Ce fut un cri général.

— Je le comprends, cela vous étonne grandement, dit Monique ; je vais donc vous expliquer tout… Auparavant, je tiens à vous dire, M. de Bienencour, que c’est à moi que vous avez sauvé la vie, certain jour de l’été dernier, dans le Tunnel du Requiem, et non à Marcelle.

— Ah ! s’exclama Gaétan. Alors, bien des choses qui me paraissaient inexplicables….

— Le Tunnel du Requiem !… murmura Marcelle.

— M. de Bienencour, je vous ai reconnu tout de suite, lorsque je vous ai aperçu, sur la terrasse, le lendemain de votre arrivée au Beffroi. Vous n’aviez plus votre barbe, vous étiez vêtu autrement ; tout de même, je n’ai pas hésité, un seul instant à vous reconnaître… C’est que, voyez-vous, on n’oublie jamais qui nous a sauvé la vie.

— Mais, fit Gaétan, ne m’avez-vous pas dit, Mlle Dolorès, que Marcelle avait été effrayée de quelque chose, au Tunnel du Requiem, un jour de l’été dernier ?

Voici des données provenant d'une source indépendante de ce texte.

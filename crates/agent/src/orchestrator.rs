//! Generation orchestrator: one prompt, one remote round-trip.
//!
//! The user's message is logged before the remote call so it survives a
//! failed generation. Failures come back as an assistant message in the
//! log rather than as an error.

use std::sync::Arc;

use docchat_core::error::Error;
use docchat_core::message::{ConversationLog, Message};
use docchat_core::provider::{ContentPart, GenerationRequest, GenerationService};
use docchat_core::selection::ContextSelection;
use tracing::{debug, error, info};

/// Default model for generation requests.
pub const DEFAULT_MODEL: &str = "gemini-2.0-flash";
/// Default sampling temperature.
pub const DEFAULT_TEMPERATURE: f32 = 0.3;
/// Default cap on response length.
pub const DEFAULT_MAX_OUTPUT_TOKENS: u32 = 2048;

/// Builds generation requests and records each turn in a conversation log.
pub struct Orchestrator {
    generator: Arc<dyn GenerationService>,
    model: String,
    temperature: f32,
    max_output_tokens: u32,
    system_instruction: Option<String>,
}

impl Orchestrator {
    /// Create an orchestrator with the default model and sampling settings.
    pub fn new(generator: Arc<dyn GenerationService>) -> Self {
        Self {
            generator,
            model: DEFAULT_MODEL.into(),
            temperature: DEFAULT_TEMPERATURE,
            max_output_tokens: DEFAULT_MAX_OUTPUT_TOKENS,
            system_instruction: None,
        }
    }

    pub fn with_model(mut self, model: impl Into<String>) -> Self {
        self.model = model.into();
        self
    }

    pub fn with_temperature(mut self, temperature: f32) -> Self {
        self.temperature = temperature;
        self
    }

    pub fn with_max_output_tokens(mut self, max: u32) -> Self {
        self.max_output_tokens = max;
        self
    }

    /// Set the rendered instruction profile sent as the system instruction.
    pub fn with_system_instruction(mut self, instruction: impl Into<String>) -> Self {
        let instruction = instruction.into();
        self.system_instruction = (!instruction.trim().is_empty()).then_some(instruction);
        self
    }

    pub fn model(&self) -> &str {
        &self.model
    }

    /// Payload for a prompt: the text first, then each selected file.
    pub fn build_request(&self, prompt: &str, selection: &ContextSelection) -> GenerationRequest {
        let mut parts = Vec::with_capacity(selection.len() + 1);
        parts.push(ContentPart::Text {
            text: prompt.to_string(),
        });
        parts.extend(
            selection
                .handles()
                .cloned()
                .map(|handle| ContentPart::File { handle }),
        );

        GenerationRequest {
            model: self.model.clone(),
            parts,
            system_instruction: self.system_instruction.clone(),
            temperature: self.temperature,
            max_output_tokens: self.max_output_tokens,
        }
    }

    /// Ask the model about the selected files.
    ///
    /// Appends exactly two messages to `log` (user, then assistant) and
    /// returns the assistant one, which holds the error text on failure.
    pub async fn ask(
        &self,
        prompt: &str,
        selection: &ContextSelection,
        log: &mut ConversationLog,
    ) -> Message {
        let context_files = selection.names();
        log.append(Message::user(prompt, context_files.clone()));

        let request = self.build_request(prompt, selection);
        info!(
            model = %self.model,
            files = context_files.len(),
            prompt_len = prompt.len(),
            "Asking model"
        );

        let reply = match self.generator.generate(request).await {
            Ok(response) => {
                debug!(model = %response.model, chars = response.text.len(), "Model answered");
                Message::assistant(response.text, context_files)
            }
            Err(source) => {
                let notice = Message::notice(format!("Error generating response: {source}"));
                let err = Error::Generation(source);
                error!(error = %err, "Generation failed");
                notice
            }
        };

        log.append(reply.clone());
        reply
    }
}
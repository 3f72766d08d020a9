//! Remote service traits: the abstraction over the hosted file store and
//! the hosted generation model.
//!
//! A `FileStore` accepts raw document bytes and hands back an opaque
//! `RemoteHandle`. A `GenerationService` turns a prompt plus handles into
//! text. The Gemini implementation lives in `docchat-providers`; tests use
//! in-process fakes.

use async_trait::async_trait;
use chrono::{DateTime, Utc};
use serde::{Deserialize, Serialize};

use crate::error::ProviderError;

/// Opaque reference to a file held by the storage service.
///
/// Reusable across generation requests until the service expires it.
#[derive(Debug, Clone, PartialEq, Serialize, Deserialize)]
pub struct RemoteHandle {
    /// Resource name assigned by the service (e.g. `files/abc123`)
    pub name: String,

    /// URI used to reference the file in generation requests
    pub uri: String,

    /// MIME type the service recorded for the file
    pub mime_type: String,

    /// When the service will drop the file, if it told us
    #[serde(default, skip_serializing_if = "Option::is_none")]
    pub expires_at: Option<DateTime<Utc>>,
}

/// Metadata sent alongside the raw bytes of an upload.
#[derive(Debug, Clone, Serialize, Deserialize)]
pub struct UploadMetadata {
    pub mime_type: String,
    pub display_name: String,
}

/// One element of a generation payload.
#[derive(Debug, Clone, PartialEq, Serialize, Deserialize)]
#[serde(tag = "type", rename_all = "snake_case")]
pub enum ContentPart {
    Text { text: String },
    File { handle: RemoteHandle },
}

/// A single generation round-trip.
#[derive(Debug, Clone, Serialize, Deserialize)]
pub struct GenerationRequest {
    /// Model identifier (e.g. "gemini-2.0-flash")
    pub model: String,

    /// Ordered payload: prompt text first, then file handles
    pub parts: Vec<ContentPart>,

    /// Instruction profile rendered as a system instruction
    #[serde(default, skip_serializing_if = "Option::is_none")]
    pub system_instruction: Option<String>,

    pub temperature: f32,

    pub max_output_tokens: u32,
}

impl GenerationRequest {
    /// The prompt text of the request (first text part), if any.
    pub fn prompt(&self) -> Option<&str> {
        self.parts.iter().find_map(|p| match p {
            ContentPart::Text { text } => Some(text.as_str()),
            ContentPart::File { .. } => None,
        })
    }

    /// Handles attached to the request, in payload order.
    pub fn file_handles(&self) -> impl Iterator<Item = &RemoteHandle> {
        self.parts.iter().filter_map(|p| match p {
            ContentPart::File { handle } => Some(handle),
            ContentPart::Text { .. } => None,
        })
    }
}

/// Token usage information.
#[derive(Debug, Clone, Serialize, Deserialize)]
pub struct Usage {
    pub prompt_tokens: u32,
    pub completion_tokens: u32,
    pub total_tokens: u32,
}

/// The text produced by a generation call.
#[derive(Debug, Clone, Serialize, Deserialize)]
pub struct GenerationResponse {
    pub text: String,

    /// Which model actually responded (may differ from requested)
    pub model: String,

    pub usage: Option<Usage>,
}

/// Hosted file storage.
#[async_trait]
pub trait FileStore: Send + Sync {
    /// A human-readable name for this store (e.g., "gemini").
    fn name(&self) -> &str;

    /// Upload raw bytes and return the handle the service assigned.
    async fn upload(
        &self,
        bytes: Vec<u8>,
        metadata: UploadMetadata,
    ) -> std::result::Result<RemoteHandle, ProviderError>;
}

/// Hosted text generation.
#[async_trait]
pub trait GenerationService: Send + Sync {
    /// A human-readable name for this service (e.g., "gemini").
    fn name(&self) -> &str;

    /// Send a request and wait for the complete response.
    async fn generate(
        &self,
        request: GenerationRequest,
    ) -> std::result::Result<GenerationResponse, ProviderError>;
}

#[cfg(test)]
mod tests {
    use super::*;

    fn handle(name: &str) -> RemoteHandle {
        RemoteHandle {
            name: format!("files/{name}"),
            uri: format!("https://example.test/files/{name}"),
            mime_type: "text/csv".into(),
            expires_at: None,
        }
    }

    #[test]
    fn request_accessors_follow_payload_order() {
        let req = GenerationRequest {
            model: "gemini-2.0-flash".into(),
            parts: vec![
                ContentPart::Text {
                    text: "Summarize".into(),
                },
                ContentPart::File { handle: handle("a") },
                ContentPart::File { handle: handle("b") },
            ],
            system_instruction: None,
            temperature: 0.3,
            max_output_tokens: 2048,
        };
        assert_eq!(req.prompt(), Some("Summarize"));
        let names: Vec<_> = req.file_handles().map(|h| h.name.as_str()).collect();
        assert_eq!(names, vec!["files/a", "files/b"]);
    }

    #[test]
    fn content_part_serialization_is_tagged() {
        let json = serde_json::to_value(ContentPart::Text { text: "hi".into() }).unwrap();
        assert_eq!(json["type"], "text");
        assert_eq!(json["text"], "hi");
    }
}
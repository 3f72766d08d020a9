//! Session and generation flow for DocChat.
//!
//! A turn goes:
//!
//! 1. **Upload** documents into the session's file registry (remote store)
//! 2. **Select** the subset that should accompany the next prompts
//! 3. **Ask**: the orchestrator sends the prompt plus the selected file
//!    handles to the model and records both sides in the conversation log
//!
//! Front-ends (the HTTP gateway, the terminal REPL) only ever talk to a
//! [`Session`].

pub mod orchestrator;
pub mod session;

pub use orchestrator::{
    DEFAULT_MAX_OUTPUT_TOKENS, DEFAULT_MODEL, DEFAULT_TEMPERATURE, Orchestrator,
};
pub use session::{Connectivity, Session, SessionFactory, SessionId, SessionStats, Transcript};
pub mod chat;
pub mod init;
pub mod serve;
pub mod status;
//! Context selection: which uploaded files ride along with the next prompt.
//!
//! The selector only remembers the names the user ticked. The actual
//! selection is always computed against the live registry, so a file that
//! was removed after being ticked silently drops out.

use std::collections::HashSet;

use serde::Serialize;

use crate::file::{FileRegistry, UploadedFile};
use crate::provider::RemoteHandle;

/// The files attached to a generation request, in registry order.
#[derive(Debug, Clone, Default, PartialEq, Serialize)]
pub struct ContextSelection {
    files: Vec<UploadedFile>,
}

impl ContextSelection {
    /// An empty selection (no context files).
    pub fn empty() -> Self {
        Self::default()
    }

    pub fn files(&self) -> &[UploadedFile] {
        &self.files
    }

    /// Names of the selected files, in selection order.
    pub fn names(&self) -> Vec<String> {
        self.files.iter().map(|f| f.name.clone()).collect()
    }

    /// Remote handles of the selected files, in selection order.
    pub fn handles(&self) -> impl Iterator<Item = &RemoteHandle> {
        self.files.iter().map(|f| &f.remote)
    }

    pub fn contains(&self, name: &str) -> bool {
        self.files.iter().any(|f| f.name == name)
    }

    pub fn len(&self) -> usize {
        self.files.len()
    }

    pub fn is_empty(&self) -> bool {
        self.files.is_empty()
    }
}

/// Holds the requested file names between interactions.
#[derive(Debug, Clone, Default)]
pub struct ContextSelector {
    requested: HashSet<String>,
}

impl ContextSelector {
    pub fn new() -> Self {
        Self::default()
    }

    /// Replace the selection. Names missing from the registry are dropped.
    pub fn set_selection<I, S>(&mut self, names: I, registry: &FileRegistry) -> ContextSelection
    where
        I: IntoIterator<Item = S>,
        S: Into<String>,
    {
        self.requested = names
            .into_iter()
            .map(Into::into)
            .filter(|name: &String| registry.contains(name))
            .collect();
        self.current(registry)
    }

    /// The last selection, re-filtered against the live registry.
    pub fn current(&self, registry: &FileRegistry) -> ContextSelection {
        ContextSelection {
            files: registry
                .list()
                .iter()
                .filter(|f| self.requested.contains(&f.name))
                .cloned()
                .collect(),
        }
    }

    pub fn is_selected(&self, name: &str) -> bool {
        self.requested.contains(name)
    }

    /// Drop every requested name.
    pub fn clear(&mut self) {
        self.requested.clear();
    }
}
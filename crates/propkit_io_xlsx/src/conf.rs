//! XLSX constants and default preset factories.

use std::collections::BTreeMap;

use crate::spec::SpecCellFormat;

/// Excel worksheet maximum row count.
pub const N_NROWS_EXCEL_MAX: usize = 1_048_576;
/// Excel worksheet maximum column count.
pub const N_NCOLS_EXCEL_MAX: usize = 16_384;
/// Excel sheet name maximum length.
pub const N_LEN_EXCEL_SHEET_NAME_MAX: usize = 31;
/// Characters not allowed in sheet names.
pub const TUP_EXCEL_ILLEGAL: [&str; 7] = ["*", ":", "?", "/", "\\", "[", "]"];

/// Sheet name looked up (case-insensitively) in the input and written to the output.
pub const C_SHEET_NAME_REPORT: &str = "Report";
/// Fixed width applied to every report column.
pub const N_WIDTH_REPORT_COLUMN: f64 = 20.0;
/// Zero-based index of the location column (merged, never filled).
pub const N_IDX_COL_LOCATION: usize = 0;
/// Zero-based index of the property column (merged and color-banded).
pub const N_IDX_COL_PROPERTY: usize = 1;

/// Cyclic fill palette for property bands. Band `k` uses entry `k % 7`.
pub const TUP_BAND_FILL_PALETTE: [&str; 7] = [
    "#FFF2CC", "#DDEBF7", "#E2EFDA", "#FCE4D6", "#EDE7F6", "#D9F2F2", "#F2F2F2",
];

/// Canonical format preset keys.
#[derive(Debug, Clone, Copy, PartialEq, Eq, PartialOrd, Ord, Hash)]
pub enum EnumFmtKey {
    /// Generic text cell format.
    Text,
    /// Integer number format.
    Integer,
    /// Non-integer number format (Excel "General").
    Number,
    /// Header cell format.
    Header,
}

/// Build default named format presets used by [`crate::writer::XlsxWriter`].
///
/// Every preset is centered both ways with a thin border on all sides.
pub fn derive_default_report_formats() -> BTreeMap<EnumFmtKey, SpecCellFormat> {
    let cfg_base_fmt_spec = SpecCellFormat {
        font_size: Some(11),
        border: Some(1),
        align: Some("center".to_string()),
        valign: Some("vcenter".to_string()),
        ..Default::default()
    };

    let mut dict_fmt = BTreeMap::new();
    dict_fmt.insert(EnumFmtKey::Text, cfg_base_fmt_spec.clone());
    dict_fmt.insert(
        EnumFmtKey::Header,
        cfg_base_fmt_spec.with_(SpecCellFormat {
            bold: Some(true),
            text_wrap: Some(true),
            ..Default::default()
        }),
    );
    dict_fmt.insert(
        EnumFmtKey::Integer,
        cfg_base_fmt_spec.with_(SpecCellFormat {
            num_format: Some("0".to_string()),
            ..Default::default()
        }),
    );
    dict_fmt.insert(EnumFmtKey::Number, cfg_base_fmt_spec);

    dict_fmt
}

/// Format patch that paints a cell with palette color `idx_band % 7`.
pub fn derive_band_fill_patch(idx_band: usize) -> SpecCellFormat {
    SpecCellFormat {
        bg_color: Some(TUP_BAND_FILL_PALETTE[idx_band % TUP_BAND_FILL_PALETTE.len()].to_string()),
        ..Default::default()
    }
}

#[cfg(test)]
mod tests {
    use super::*;

    #[test]
    fn default_formats_are_centered_and_bordered() {
        let dict_fmt = derive_default_report_formats();
        assert_eq!(dict_fmt.len(), 4);
        for fmt in dict_fmt.values() {
            assert_eq!(fmt.align.as_deref(), Some("center"));
            assert_eq!(fmt.valign.as_deref(), Some("vcenter"));
            assert_eq!(fmt.border, Some(1));
        }
        assert_eq!(dict_fmt[&EnumFmtKey::Header].bold, Some(true));
        assert_eq!(
            dict_fmt[&EnumFmtKey::Integer].num_format.as_deref(),
            Some("0")
        );
    }

    #[test]
    fn band_fill_patch_wraps_after_seven() {
        assert_eq!(
            derive_band_fill_patch(0).bg_color,
            derive_band_fill_patch(7).bg_color
        );
        assert_eq!(
            derive_band_fill_patch(3).bg_color.as_deref(),
            Some(TUP_BAND_FILL_PALETTE[3])
        );
        assert_ne!(
            derive_band_fill_patch(1).bg_color,
            derive_band_fill_patch(2).bg_color
        );
    }
}
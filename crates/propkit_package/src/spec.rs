//! Field table, calculation summary and error types.

use std::fmt;

use propkit_io_xlsx::XlsxReportError;
use thiserror::Error;

////////////////////////////////////////////////////////////////////////////////
// #region FieldTable

/// Semantic input columns the package calculation reads.
#[derive(Debug, Clone, Copy, PartialEq, Eq, PartialOrd, Ord, Hash)]
pub enum EnumReportField {
    /// Carpet area range, e.g. `650 - 700`.
    CarpetArea,
    /// Average APR multiplier.
    AverageApr,
    /// Count of property; only used to position the `Package` column.
    CountOfProperty,
}

impl EnumReportField {
    /// Header label used in user-facing messages.
    pub fn label(&self) -> &'static str {
        match self {
            Self::CarpetArea => "Carpet Area(SQ.FT)",
            Self::AverageApr => "Average of APR",
            Self::CountOfProperty => "Count of Property",
        }
    }
}

impl fmt::Display for EnumReportField {
    fn fmt(&self, f: &mut fmt::Formatter<'_>) -> fmt::Result {
        f.write_str(self.label())
    }
}

/// One `{fragment -> field}` lookup rule.
#[derive(Debug, Clone, Copy, PartialEq, Eq)]
pub struct SpecFieldRule {
    /// Field resolved by this rule.
    pub field: EnumReportField,
    /// Lowercase substring searched in lowercased header names.
    pub fragment: &'static str,
    /// Whether a missing match aborts the calculation.
    pub if_required: bool,
}

/// Header fragments, matched case-insensitively anywhere in the header name.
pub const TUP_FIELD_RULES: [SpecFieldRule; 3] = [
    SpecFieldRule {
        field: EnumReportField::CarpetArea,
        fragment: "carpet area(sq.ft)",
        if_required: true,
    },
    SpecFieldRule {
        field: EnumReportField::AverageApr,
        fragment: "average of apr",
        if_required: true,
    },
    SpecFieldRule {
        field: EnumReportField::CountOfProperty,
        fragment: "count of property",
        if_required: false,
    },
];

/// Actual header names (original casing) matched by the field table.
#[derive(Debug, Clone, PartialEq, Eq)]
pub struct SpecResolvedColumns {
    /// Carpet area column.
    pub col_carpet: String,
    /// Average APR column.
    pub col_apr: String,
    /// Count of property column, when present.
    pub col_count: Option<String>,
}

// #endregion
////////////////////////////////////////////////////////////////////////////////
// #region Summary

/// Outcome of one package calculation pass.
#[derive(Debug, Clone, PartialEq, Eq)]
pub struct SpecPackageSummary {
    /// Columns the calculation used.
    pub columns: SpecResolvedColumns,
    /// Rows processed.
    pub n_rows: usize,
    /// Rows whose APR was missing or not numeric (Package left blank).
    pub n_rows_apr_missing: usize,
    /// Rows whose carpet cell held no number (treated as 0).
    pub n_rows_carpet_defaulted: usize,
    /// Zero-based position of the `Package` column after placement.
    pub col_idx_package: usize,
    /// Whether an existing `Package` column was replaced.
    pub if_replaced_existing: bool,
}

impl SpecPackageSummary {
    /// Non-fatal data-quality warnings for this pass.
    pub fn warnings(&self) -> Vec<String> {
        let mut l_warnings = Vec::new();
        if self.n_rows_apr_missing > 0 {
            l_warnings.push(format!(
                "{} row(s) have no numeric '{}' value; their Package is blank.",
                self.n_rows_apr_missing, self.columns.col_apr
            ));
        }
        if self.n_rows_carpet_defaulted > 0 {
            l_warnings.push(format!(
                "{} row(s) have no number in '{}'; carpet area treated as 0.",
                self.n_rows_carpet_defaulted, self.columns.col_carpet
            ));
        }
        if self.if_replaced_existing {
            l_warnings.push("Existing 'Package' column was replaced.".to_string());
        }
        l_warnings
    }
}

// #endregion
////////////////////////////////////////////////////////////////////////////////
// #region Errors

/// Failures of the package calculation step.
#[derive(Debug, Error)]
pub enum PackageError {
    /// One or more required columns have no matching header.
    #[error("required column(s) not found: {}", format_fields(.missing))]
    MissingColumns {
        /// Required fields without a match.
        missing: Vec<EnumReportField>,
    },
    /// Replacing or inserting the `Package` column failed.
    #[error(transparent)]
    Table(#[from] XlsxReportError),
}

fn format_fields(fields: &[EnumReportField]) -> String {
    fields
        .iter()
        .map(|field| format!("'{field}'"))
        .collect::<Vec<_>>()
        .join(", ")
}

// #endregion
////////////////////////////////////////////////////////////////////////////////
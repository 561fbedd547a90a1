//! `build` and `inspect` pipelines.

use std::fs;
use std::path::{Path, PathBuf};

use anyhow::{Context, Result};
use polars::prelude::DataFrame;
use propkit_io_xlsx::{
    C_SHEET_NAME_REPORT, SpecReportSheetOptions, SpecXlsxReport, read_report_sheet_from_path,
    write_report_xlsx_bytes,
};
use propkit_mail::{
    DeliveryError, Mailer, SmtpMailer, SpecDeliveryReport, deliver_report,
    derive_recipient_address,
};
use propkit_package::{
    C_COLNAME_PACKAGE, EnumReportField, SpecPackageSummary, TUP_FIELD_RULES,
    apply_package_column, resolve_column,
};
use tracing::{error, info, warn};

use crate::config::SpecPropkitConfig;
use crate::exit_codes::{EXIT_DELIVERY_FAILED, EXIT_SUCCESS};

/// Default output path of `build`.
pub const C_OUTPUT_FILE_DEFAULT: &str = "Updated_Package_Report.xlsx";
/// Rows printed by `build` unless overridden.
pub const N_PREVIEW_ROWS_DEFAULT: usize = 10;

////////////////////////////////////////////////////////////////////////////////
// #region Build

/// Inputs of one `build` run.
#[derive(Debug, Clone, PartialEq, Eq)]
pub struct SpecBuildArgs {
    pub input: PathBuf,
    pub output: PathBuf,
    /// Recipient identifier, e.g. `firstname.lastname`.
    pub send_to: Option<String>,
    /// Preview rows; `0` disables the preview.
    pub n_preview: usize,
}

/// Result of a `build` run whose output file was written.
#[derive(Debug)]
pub struct SpecBuildOutcome {
    pub output: PathBuf,
    pub summary: SpecPackageSummary,
    pub report: SpecXlsxReport,
    /// `None` when no recipient was requested.
    pub delivery: Option<Result<SpecDeliveryReport, DeliveryError>>,
    pub preview: Option<String>,
}

impl SpecBuildOutcome {
    /// Exit code for this outcome.
    pub fn exit_code(&self) -> u8 {
        match self.delivery {
            Some(Err(_)) => EXIT_DELIVERY_FAILED,
            _ => EXIT_SUCCESS,
        }
    }
}

/// Check a delivery request before any work is done, and build its transport.
///
/// Bad recipients and incomplete SMTP settings abort the run up front.
pub fn prepare_smtp_mailer(config: &SpecPropkitConfig, identifier: &str) -> Result<SmtpMailer> {
    derive_recipient_address(identifier, &config.mail.domain)?;
    if config.smtp.sender_address().is_none() {
        return Err(DeliveryError::MissingSetting("smtp.sender_email").into());
    }
    let mailer = SmtpMailer::from_config(&config.smtp).context("invalid SMTP configuration")?;
    Ok(mailer)
}

/// Read, calculate, style, write, then optionally email.
///
/// Errors abort the run without output. A delivery failure is returned
/// inside the outcome since the output file already exists.
pub fn run_build(
    args: &SpecBuildArgs,
    config: &SpecPropkitConfig,
    mailer: Option<&dyn Mailer>,
) -> Result<SpecBuildOutcome> {
    let mut sheet = read_report_sheet_from_path(&args.input, C_SHEET_NAME_REPORT)
        .with_context(|| format!("failed to load {}", args.input.display()))?;
    for c_warning in &sheet.warnings {
        warn!("{c_warning}");
    }

    let summary = apply_package_column(&mut sheet).context("package calculation failed")?;
    for c_warning in summary.warnings() {
        warn!("{c_warning}");
    }

    let options = SpecReportSheetOptions {
        cols_integer: vec![C_COLNAME_PACKAGE.to_string()],
        ..Default::default()
    };
    let (v_xlsx, report) =
        write_report_xlsx_bytes(&sheet, &options).context("failed to render report")?;
    for c_warning in &report.warnings {
        warn!("{c_warning}");
    }
    fs::write(&args.output, &v_xlsx)
        .with_context(|| format!("failed to write {}", args.output.display()))?;
    info!(
        path = %args.output.display(),
        summary = %report.format("[XLSX]"),
        "report written"
    );

    let delivery = match (&args.send_to, mailer) {
        (Some(c_identifier), Some(mailer)) => {
            let result = deliver_report(mailer, &config.smtp, &config.mail, c_identifier, &v_xlsx);
            if let Err(err) = &result {
                error!("email delivery failed: {err}");
            }
            Some(result)
        }
        (Some(c_identifier), None) => {
            warn!(recipient = %c_identifier, "no mailer configured; email skipped");
            None
        }
        _ => None,
    };

    let preview = (args.n_preview > 0).then(|| render_preview(&sheet.df, args.n_preview));

    Ok(SpecBuildOutcome {
        output: args.output.clone(),
        summary,
        report,
        delivery,
        preview,
    })
}

/// First `n_rows` of `df` as a plain-text table.
pub fn render_preview(df: &DataFrame, n_rows: usize) -> String {
    format!("{}", df.head(Some(n_rows)))
}

// #endregion
////////////////////////////////////////////////////////////////////////////////
// #region Inspect

/// What `inspect` found in a workbook.
#[derive(Debug, Clone, PartialEq, Eq)]
pub struct SpecInspectOutcome {
    pub sheet_names: Vec<String>,
    pub sheet_name: String,
    pub n_rows: usize,
    pub columns: Vec<String>,
    /// Matched header per semantic field.
    pub field_matches: Vec<(EnumReportField, Option<String>)>,
}

impl SpecInspectOutcome {
    /// Human-readable multi-line listing.
    pub fn render(&self) -> String {
        let mut l_lines = vec![
            format!("sheets: {}", self.sheet_names.join(", ")),
            format!("report sheet: {} ({} data rows)", self.sheet_name, self.n_rows),
            format!("columns: {}", self.columns.join(", ")),
        ];
        for (field, matched) in &self.field_matches {
            let c_matched = matched.as_deref().unwrap_or("<not found>");
            l_lines.push(format!("  {field} -> {c_matched}"));
        }
        l_lines.join("\n")
    }

    /// Whether every required field resolved.
    pub fn if_ready(&self) -> bool {
        TUP_FIELD_RULES.iter().all(|rule| {
            !rule.if_required
                || self
                    .field_matches
                    .iter()
                    .any(|(field, matched)| *field == rule.field && matched.is_some())
        })
    }
}

/// List sheets, the report sheet's columns and the field each resolves to.
pub fn run_inspect(input: &Path) -> Result<SpecInspectOutcome> {
    let sheet = read_report_sheet_from_path(input, C_SHEET_NAME_REPORT)
        .with_context(|| format!("failed to load {}", input.display()))?;
    let columns: Vec<String> = sheet
        .df
        .get_column_names_str()
        .into_iter()
        .map(ToString::to_string)
        .collect();
    let field_matches = TUP_FIELD_RULES
        .iter()
        .map(|rule| {
            (
                rule.field,
                resolve_column(&columns, rule.fragment).map(str::to_string),
            )
        })
        .collect();

    Ok(SpecInspectOutcome {
        sheet_names: sheet.sheet_names,
        sheet_name: sheet.sheet_name,
        n_rows: sheet.df.height(),
        columns,
        field_matches,
    })
}

// #endregion
////////////////////////////////////////////////////////////////////////////////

— Dolorès a dû vous le dire, en effet, répondit Marcelle. Un jour, que je m’étais aventurée jusqu’au tunnel, j’avais vu un cheval, tué par le train, dans le Tunnel du Requiem. Il a été tué sous mes yeux ! dit-elle, en frissonnant. La pauvre bête, affolée, avait tant essayé de… Mais, je préfère ne pas en parler davantage, je…

— Mon Dieu ! Quelle ressemblance existe entre vous deux ! s’écria Gaétan, en s’adressant aux jumelles. Lorsque je vous ai vue, au bal de tante Paule, Mlle Marcelle, j’étais si convaincu que c’était vous que j’avais secourue… Et puis, ce chien, cet énorme collie…

— Ce chien, c’était Iso, mon fidèle protecteur et ami, qui m’avait été donné en cadeau, alors qu’il était tout petit, M. de Bienencour, répondit Monique. Iso ressemble à Mousse, et il n’est pas surprenant que vous et… d’autres s’y soient trompés. Mais, j’ai d’autres explications à vous donner. Père, la nuit où le feu dévasta la forêt, vous vous souvenez ?… vous aviez aperçu un moine, au pied de l’escalier, conduisant au grenier… Ce moine, c’était moi…

— Toi, Monique !

— Oui, moi ! Cette nuit aussi où Marcelle a vu un moine, penché sur elle et la regardant dormir, c’était encore moi. Le moine que Wanda Carrol a entrevu, un soir, dans la sacristie de la chapelle, c’était moi, encore… Certes ! Ce n’était pas mon intention de vous effrayer ; mais les corridors secrets dont je vous ai parlé, tout à l’heure, sont très froids, et comme je suis généralement vêtue légèrement, j’endossais une tunique de moine, trouvée, un jour, dans une des armoires de la sacristie. L’ombre du moine, dans le beffroi, qui avait tant effrayé ma sœur jumelle, certain soir, qu’elle la vit se projeter sur la terrasse, eh ! bien, c’était moi, encore cette fois.

— C’est vous, Monique, qui avez sonné l’alarme, le soir du feu, n’est-ce pas ? demanda Dolorès.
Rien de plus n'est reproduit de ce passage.